Scan the records for the word "UserList". Copy each line that includes it.

[Dataset items]
-*-
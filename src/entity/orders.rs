use sea_orm::entity::prelude::*;

#[derive(Clone, Debug, PartialEq, DeriveEntityModel)]
#[sea_orm(table_name = "orders")]
pub struct Model {
    #[sea_orm(primary_key)]
    pub order_id: i32,
    #[sea_orm(unique)]
    pub order_number: String,
    pub customer_id: i32,
    pub partner_id: Option<i32>,
    pub delivery_address_id: i32,
    pub pickup_address_id: Option<i32>,
    pub status: String,
    pub sub_total: i64,
    pub delivery_fee: i64,
    pub tax: i64,
    pub discount: i64,
    pub total_amount: i64,
    pub notes: Option<String>,
    pub special_instructions: Option<String>,
    pub estimated_delivery_time: Option<DateTimeWithTimeZone>,
    pub actual_delivery_time: Option<DateTimeWithTimeZone>,
    pub created_at: DateTimeWithTimeZone,
    pub updated_at: Option<DateTimeWithTimeZone>,
}

#[derive(Copy, Clone, Debug, EnumIter, DeriveRelation)]
pub enum Relation {
    #[sea_orm(
        belongs_to = "super::customers::Entity",
        from = "Column::CustomerId",
        to = "super::customers::Column::CustomerId"
    )]
    Customers,
    #[sea_orm(
        belongs_to = "super::partners::Entity",
        from = "Column::PartnerId",
        to = "super::partners::Column::PartnerId"
    )]
    Partners,
    #[sea_orm(has_many = "super::order_items::Entity")]
    OrderItems,
    #[sea_orm(has_many = "super::deliveries::Entity")]
    Deliveries,
    #[sea_orm(has_many = "super::payments::Entity")]
    Payments,
}

impl Related<super::customers::Entity> for Entity {
    fn to() -> RelationDef {
        Relation::Customers.def()
    }
}

impl Related<super::partners::Entity> for Entity {
    fn to() -> RelationDef {
        Relation::Partners.def()
    }
}

impl Related<super::order_items::Entity> for Entity {
    fn to() -> RelationDef {
        Relation::OrderItems.def()
    }
}

impl Related<super::deliveries::Entity> for Entity {
    fn to() -> RelationDef {
        Relation::Deliveries.def()
    }
}

impl Related<super::payments::Entity> for Entity {
    fn to() -> RelationDef {
        Relation::Payments.def()
    }
}

impl ActiveModelBehavior for ActiveModel {}
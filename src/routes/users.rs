use axum::{
    Json, Router,
    extract::{Path, State},
    routing::get,
};

use crate::{
    dto::users::{UpdateUserRequest, UserList},
    error::AppResult,
    middleware::auth::AuthUser,
    models::UserDto,
    response::ApiResponse,
    services::user_service,
    state::AppState,
};

pub fn router() -> Router<AppState> {
    Router::new()
        .route("/", get(list_users))
        .route("/me", get(get_current_user).put(update_current_user))
        .route("/{id}", get(get_user).put(update_user).delete(delete_user))
}

#[utoipa::path(get, path = "/api/users", tag = "Users",
    responses((status = 200, body = ApiResponse<UserList>), (status = 403, description = "Admin only")))]
pub async fn list_users(
    State(state): State<AppState>,
    user: AuthUser,
) -> AppResult<ApiResponse<UserList>> {
    user_service::list_users(&state, &user.principal).await
}

#[utoipa::path(get, path = "/api/users/me", tag = "Users",
    responses((status = 200, body = ApiResponse<UserDto>)))]
pub async fn get_current_user(
    State(state): State<AppState>,
    user: AuthUser,
) -> AppResult<ApiResponse<UserDto>> {
    user_service::get_current_user(&state, &user.principal).await
}

#[utoipa::path(get, path = "/api/users/{id}", tag = "Users",
    responses((status = 200, description = "Role-scoped projection of the user", body = ApiResponse<UserDto>),
              (status = 404, description = "User not found")))]
pub async fn get_user(
    State(state): State<AppState>,
    user: AuthUser,
    Path(id): Path<i32>,
) -> AppResult<ApiResponse<UserDto>> {
    user_service::get_user(&state, &user.principal, id).await
}

#[utoipa::path(put, path = "/api/users/{id}", request_body = UpdateUserRequest, tag = "Users",
    responses((status = 200, body = ApiResponse<UserDto>), (status = 403, description = "Admin or self only")))]
pub async fn update_user(
    State(state): State<AppState>,
    user: AuthUser,
    Path(id): Path<i32>,
    Json(payload): Json<UpdateUserRequest>,
) -> AppResult<ApiResponse<UserDto>> {
    user_service::update_user(&state, &user.principal, id, payload).await
}

#[utoipa::path(put, path = "/api/users/me", request_body = UpdateUserRequest, tag = "Users",
    responses((status = 200, body = ApiResponse<UserDto>)))]
pub async fn update_current_user(
    State(state): State<AppState>,
    user: AuthUser,
    Json(payload): Json<UpdateUserRequest>,
) -> AppResult<ApiResponse<UserDto>> {
    // Self-service updates never touch the privileged fields.
    let payload = payload.without_privileged_fields();
    user_service::update_user(&state, &user.principal, user.principal.user_id, payload).await
}

#[utoipa::path(delete, path = "/api/users/{id}", tag = "Users",
    responses((status = 200, description = "Deleted"), (status = 400, description = "Self-deletion forbidden"),
              (status = 403, description = "Admin only"), (status = 404, description = "User not found")))]
pub async fn delete_user(
    State(state): State<AppState>,
    user: AuthUser,
    Path(id): Path<i32>,
) -> AppResult<ApiResponse<serde_json::Value>> {
    user_service::delete_user(&state, &user.principal, id).await
}
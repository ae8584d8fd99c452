use sea_orm::entity::prelude::*;

#[derive(Clone, Debug, PartialEq, DeriveEntityModel)]
#[sea_orm(table_name = "payments")]
pub struct Model {
    #[sea_orm(primary_key)]
    pub payment_id: i32,
    pub order_id: i32,
    pub amount: i64,
    pub method: String,
    pub processed_at: Option<DateTimeWithTimeZone>,
}

#[derive(Copy, Clone, Debug, EnumIter, DeriveRelation)]
pub enum Relation {
    #[sea_orm(
        belongs_to = "super::orders::Entity",
        from = "Column::OrderId",
        to = "super::orders::Column::OrderId"
    )]
    Orders,
}

impl Related<super::orders::Entity> for Entity {
    fn to() -> RelationDef {
        Relation::Orders.def()
    }
}

impl ActiveModelBehavior for ActiveModel {}
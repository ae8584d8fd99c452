use axum::{
    http::StatusCode,
    response::{IntoResponse, Response},
};
use thiserror::Error;

use crate::response::ApiResponse;

#[derive(Debug, Error)]
pub enum AppError {
    #[error("{0}")]
    NotFound(String),

    #[error("{0}")]
    BadRequest(String),

    #[error("{0}")]
    Validation(String),

    #[error("{0}")]
    Unauthorized(String),

    #[error("Forbidden")]
    Forbidden,

    #[error("Database error")]
    DbError(#[from] sqlx::Error),

    #[error("ORM error")]
    OrmError(#[from] sea_orm::DbErr),

    #[error("Internal Server Error")]
    Internal(#[from] anyhow::Error),
}

impl AppError {
    pub fn status_code(&self) -> StatusCode {
        match self {
            AppError::NotFound(_) => StatusCode::NOT_FOUND,
            AppError::BadRequest(_) | AppError::Validation(_) => StatusCode::BAD_REQUEST,
            AppError::Unauthorized(_) => StatusCode::UNAUTHORIZED,
            AppError::Forbidden => StatusCode::FORBIDDEN,
            AppError::DbError(_) | AppError::OrmError(_) | AppError::Internal(_) => {
                StatusCode::INTERNAL_SERVER_ERROR
            }
        }
    }
}

impl IntoResponse for AppError {
    fn into_response(self) -> Response {
        let status = self.status_code();

        // Internal failures keep their detail out of the response body.
        let message = match &self {
            AppError::DbError(err) => {
                tracing::error!(error = %err, "database error");
                "An internal error occurred".to_string()
            }
            AppError::OrmError(err) => {
                tracing::error!(error = %err, "orm error");
                "An internal error occurred".to_string()
            }
            AppError::Internal(err) => {
                tracing::error!(error = %err, "internal error");
                "An internal error occurred".to_string()
            }
            other => other.to_string(),
        };

        ApiResponse::<serde_json::Value>::error(message, None, status.as_u16()).into_response()
    }
}

pub type AppResult<T> = Result<T, AppError>;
-*-
- **Expected output**:
    dto::users::{UpdateUserRequest, UserList},
    responses((status = 200, body = ApiResponse<UserList>), (status = 403, description = "Admin only")))]
) -> AppResult<ApiResponse<UserList>> {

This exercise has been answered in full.